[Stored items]
┏━━
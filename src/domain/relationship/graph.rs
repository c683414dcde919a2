//! RelationshipGraph - Organisation-wide view of decision relationships.
//!
//! The graph holds every decision of one organisation and validates each
//! change against the full edge set before producing the rewritten
//! decisions. It never persists anything: callers write the returned
//! decisions through `DecisionRepository::apply_batch` and then `commit`
//! them back into the graph.
//!
//! # Invariants
//!
//! - Every edge is stored on both endpoints, forward type on the source and
//!   inverse type on the target.
//! - The `blocks` edges form a DAG, as do the `supersedes` edges.
//! - A decision is the source of at most one `supersedes` edge.

use std::collections::{BTreeMap, BTreeSet, HashMap, HashSet, VecDeque};

use crate::domain::decision::Decision;
use crate::domain::foundation::{DecisionId, OrganisationId, ProjectId, TeamId, Timestamp};

use super::{DecisionRelationship, RelationshipError, RelationshipType};

/// Both endpoints rewritten by a single edge change.
///
/// The two decisions must be persisted together or not at all.
#[derive(Debug, Clone, PartialEq, Eq)]
pub struct EdgeWrite {
    pub source: Decision,
    pub target: Decision,
}

impl EdgeWrite {
    pub fn into_decisions(self) -> Vec<Decision> {
        vec![self.source, self.target]
    }
}

/// Endpoints rewritten by removing an edge.
///
/// An endpoint that was deleted is named by id but has no decision to
/// rewrite.
#[derive(Debug, Clone, PartialEq, Eq)]
pub struct EdgeRemoval {
    pub source_id: DecisionId,
    pub target_id: DecisionId,
    /// Surviving endpoints, source first.
    pub decisions: Vec<Decision>,
}

/// All decisions of one organisation, indexed by id.
#[derive(Debug, Clone)]
pub struct RelationshipGraph {
    organisation_id: OrganisationId,
    decisions: BTreeMap<DecisionId, Decision>,
}

impl RelationshipGraph {
    /// Builds the graph, rejecting decisions from other organisations.
    pub fn new(
        organisation_id: OrganisationId,
        decisions: impl IntoIterator<Item = Decision>,
    ) -> Result<Self, RelationshipError> {
        let mut index = BTreeMap::new();
        for decision in decisions {
            if decision.organisation_id() != &organisation_id {
                return Err(RelationshipError::CrossOrganisation {
                    decision_id: decision.id().clone(),
                    organisation_id,
                });
            }
            index.insert(decision.id().clone(), decision);
        }
        Ok(Self {
            organisation_id,
            decisions: index,
        })
    }

    pub fn organisation_id(&self) -> &OrganisationId {
        &self.organisation_id
    }

    pub fn decision(&self, id: &DecisionId) -> Option<&Decision> {
        self.decisions.get(id)
    }

    pub fn decisions(&self) -> impl Iterator<Item = &Decision> {
        self.decisions.values()
    }

    pub fn len(&self) -> usize {
        self.decisions.len()
    }

    pub fn is_empty(&self) -> bool {
        self.decisions.is_empty()
    }

    /// Validates a new edge and returns both rewritten endpoints.
    ///
    /// Inverse types are normalised first, so `a blocked_by b` is checked
    /// and stored as `b blocks a`. Adding an edge that already exists
    /// rewrites it with a fresh timestamp.
    ///
    /// # Errors
    ///
    /// - `SelfRelationship`, `CrossOrganisation` and `HistoricalType` before
    ///   any lookup or traversal
    /// - `DecisionNotFound` if either endpoint is not part of the graph
    /// - `BlockerPublished` if a `blocks` source is already published, since
    ///   nothing would ever release the target
    /// - `DuplicateSupersession` if the source already supersedes another
    ///   decision
    /// - `CycleDetected` if the source is reachable from the target
    pub fn add_relationship(
        &self,
        from: &Decision,
        relationship_type: RelationshipType,
        to: &Decision,
    ) -> Result<EdgeWrite, RelationshipError> {
        if from.id() == to.id() {
            return Err(RelationshipError::SelfRelationship(from.id().clone()));
        }
        for endpoint in [from, to] {
            if endpoint.organisation_id() != &self.organisation_id {
                return Err(RelationshipError::CrossOrganisation {
                    decision_id: endpoint.id().clone(),
                    organisation_id: self.organisation_id.clone(),
                });
            }
        }
        if relationship_type.is_historical() {
            return Err(RelationshipError::HistoricalType(relationship_type));
        }

        let from = self.require(from.id())?;
        let to = self.require(to.id())?;
        let (source, target) = if relationship_type.is_forward() {
            (from, to)
        } else {
            (to, from)
        };
        let forward = relationship_type.forward();

        if forward == RelationshipType::Blocks && source.is_published() {
            return Err(RelationshipError::BlockerPublished(source.id().clone()));
        }

        if forward == RelationshipType::Supersedes {
            if let Some(existing) = source
                .relationships_by_type(RelationshipType::Supersedes)
                .into_iter()
                .find(|r| r.to_decision_id() != target.id())
            {
                return Err(RelationshipError::DuplicateSupersession {
                    decision_id: source.id().clone(),
                    existing_target: existing.to_decision_id().clone(),
                });
            }
        }

        if self.reaches(forward, target.id(), source.id()) {
            return Err(RelationshipError::CycleDetected {
                relationship_type: forward,
                from: source.id().clone(),
                to: target.id().clone(),
            });
        }

        let edge = DecisionRelationship::between(source, forward, target, Timestamp::now());
        Ok(EdgeWrite {
            target: target.put_relationship(edge.inverse()),
            source: source.put_relationship(edge),
        })
    }

    /// Removes an edge from both endpoints.
    ///
    /// Either orientation may be given; `a blocked_by b` removes `b blocks a`.
    /// Succeeds if at least one side holds the edge, repairing a half-written
    /// pair. One endpoint may be missing, so edges left behind by a deleted
    /// decision can still be cleared from the survivor.
    ///
    /// # Errors
    ///
    /// - `DecisionNotFound` if neither endpoint exists
    /// - `RelationshipNotFound` if no existing endpoint holds the edge
    pub fn remove_relationship(
        &self,
        from: &DecisionId,
        relationship_type: RelationshipType,
        to: &DecisionId,
    ) -> Result<EdgeRemoval, RelationshipError> {
        let (source_id, target_id) = if relationship_type.is_forward() {
            (from, to)
        } else {
            (to, from)
        };
        let forward = relationship_type.forward();

        let source = self.decisions.get(source_id);
        let target = self.decisions.get(target_id);
        if source.is_none() && target.is_none() {
            return Err(RelationshipError::DecisionNotFound(source_id.clone()));
        }

        let on_source = source.map_or(false, |d| d.relationship(forward, target_id).is_some());
        let on_target =
            target.map_or(false, |d| d.relationship(forward.inverse(), source_id).is_some());
        if !on_source && !on_target {
            return Err(RelationshipError::RelationshipNotFound(format!(
                "{}_{}_{}",
                source_id, forward, target_id
            )));
        }

        let decisions = source
            .map(|d| d.unset_relationship(forward, target_id))
            .into_iter()
            .chain(target.map(|d| d.unset_relationship(forward.inverse(), source_id)))
            .collect();

        Ok(EdgeRemoval {
            source_id: source_id.clone(),
            target_id: target_id.clone(),
            decisions,
        })
    }

    /// Turns the `blocks` edges of a newly published decision into history.
    ///
    /// Each `blocks` edge becomes `did_block` on `published` and the matching
    /// `blocked_by` becomes `was_blocked_by` on the target, which unblocks
    /// it. Returns `published` followed by every rewritten target; the
    /// batch must be persisted as a whole. Targets that were deleted are
    /// skipped, but their edge on `published` still becomes history.
    pub fn record_publication(
        &self,
        published: &Decision,
    ) -> Result<Vec<Decision>, RelationshipError> {
        if published.organisation_id() != &self.organisation_id {
            return Err(RelationshipError::CrossOrganisation {
                decision_id: published.id().clone(),
                organisation_id: self.organisation_id.clone(),
            });
        }
        if !published.is_published() {
            return Err(RelationshipError::NotPublished(published.id().clone()));
        }

        let blocking: Vec<DecisionRelationship> = published
            .relationships_by_type(RelationshipType::Blocks)
            .into_iter()
            .cloned()
            .collect();

        let mut source = published.clone();
        let mut targets = Vec::with_capacity(blocking.len());
        for edge in blocking {
            let history = edge.with_type(RelationshipType::DidBlock);
            source = source
                .unset_relationship(RelationshipType::Blocks, edge.to_decision_id())
                .put_relationship(history.clone());

            if let Some(target) = self.decisions.get(edge.to_decision_id()) {
                targets.push(
                    target
                        .unset_relationship(RelationshipType::BlockedBy, source.id())
                        .put_relationship(history.inverse()),
                );
            }
        }

        let mut batch = Vec::with_capacity(targets.len() + 1);
        batch.push(source);
        batch.extend(targets);
        Ok(batch)
    }

    /// Replaces the stored copies of the given decisions.
    ///
    /// Call after the batch was persisted. Decisions of other organisations
    /// are ignored.
    pub fn commit(&mut self, decisions: impl IntoIterator<Item = Decision>) {
        for decision in decisions {
            if decision.organisation_id() == &self.organisation_id {
                self.decisions.insert(decision.id().clone(), decision);
            }
        }
    }

    /// Every edge in the organisation, once, in forward orientation.
    pub fn relationships(&self) -> Vec<DecisionRelationship> {
        let mut seen = BTreeSet::new();
        let mut edges = Vec::new();
        for decision in self.decisions.values() {
            for rel in decision.relationships() {
                let forward = rel.to_forward();
                if seen.insert(forward.id()) {
                    edges.push(forward);
                }
            }
        }
        edges
    }

    /// Edges with at least one endpoint associated with the team.
    pub fn relationships_for_team(&self, team_id: &TeamId) -> Vec<DecisionRelationship> {
        self.relationships()
            .into_iter()
            .filter(|r| r.touches_team(team_id))
            .collect()
    }

    /// Edges with at least one endpoint associated with the project.
    pub fn relationships_for_project(&self, project_id: &ProjectId) -> Vec<DecisionRelationship> {
        self.relationships()
            .into_iter()
            .filter(|r| r.touches_project(project_id))
            .collect()
    }

    fn require(&self, id: &DecisionId) -> Result<&Decision, RelationshipError> {
        self.decisions
            .get(id)
            .ok_or_else(|| RelationshipError::DecisionNotFound(id.clone()))
    }

    /// Forward adjacency for one edge family, read from both sides of each
    /// pair so a half-written edge still counts.
    fn adjacency(&self, family: RelationshipType) -> HashMap<&DecisionId, BTreeSet<&DecisionId>> {
        let inverse = family.inverse();
        let mut adjacency: HashMap<&DecisionId, BTreeSet<&DecisionId>> = HashMap::new();
        for decision in self.decisions.values() {
            for rel in decision.relationships() {
                if rel.relationship_type() == family {
                    adjacency
                        .entry(rel.from_decision_id())
                        .or_default()
                        .insert(rel.to_decision_id());
                } else if rel.relationship_type() == inverse {
                    adjacency
                        .entry(rel.to_decision_id())
                        .or_default()
                        .insert(rel.from_decision_id());
                }
            }
        }
        adjacency
    }

    /// Breadth-first search from `start` along `family` edges.
    fn reaches(&self, family: RelationshipType, start: &DecisionId, goal: &DecisionId) -> bool {
        let adjacency = self.adjacency(family);
        let mut visited: HashSet<&DecisionId> = HashSet::new();
        let mut queue = VecDeque::from([start]);

        while let Some(current) = queue.pop_front() {
            if current == goal {
                return true;
            }
            if !visited.insert(current) {
                continue;
            }
            if let Some(next) = adjacency.get(current) {
                queue.extend(next.iter().copied().filter(|id| !visited.contains(id)));
            }
        }
        false
    }
}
┗━━
__ABOUT THIS EXERCISE__:
The range runs from the line above containing "let mut source = published.clone();" to the line containing "in forward orientation.", inclusive. Restate those lines word for word and no others.

__TASK ANSWER__:
        let mut source = published.clone();
        let mut targets = Vec::with_capacity(blocking.len());
        for edge in blocking {
            let history = edge.with_type(RelationshipType::DidBlock);
            source = source
                .unset_relationship(RelationshipType::Blocks, edge.to_decision_id())
                .put_relationship(history.clone());

            if let Some(target) = self.decisions.get(edge.to_decision_id()) {
                targets.push(
                    target
                        .unset_relationship(RelationshipType::BlockedBy, source.id())
                        .put_relationship(history.inverse()),
                );
            }
        }

        let mut batch = Vec::with_capacity(targets.len() + 1);
        batch.push(source);
        batch.extend(targets);
        Ok(batch)
    }

    /// Replaces the stored copies of the given decisions.
    ///
    /// Call after the batch was persisted. Decisions of other organisations
    /// are ignored.
    pub fn commit(&mut self, decisions: impl IntoIterator<Item = Decision>) {
        for decision in decisions {
            if decision.organisation_id() == &self.organisation_id {
                self.decisions.insert(decision.id().clone(), decision);
            }
        }
    }

    /// Every edge in the organisation, once, in forward orientation.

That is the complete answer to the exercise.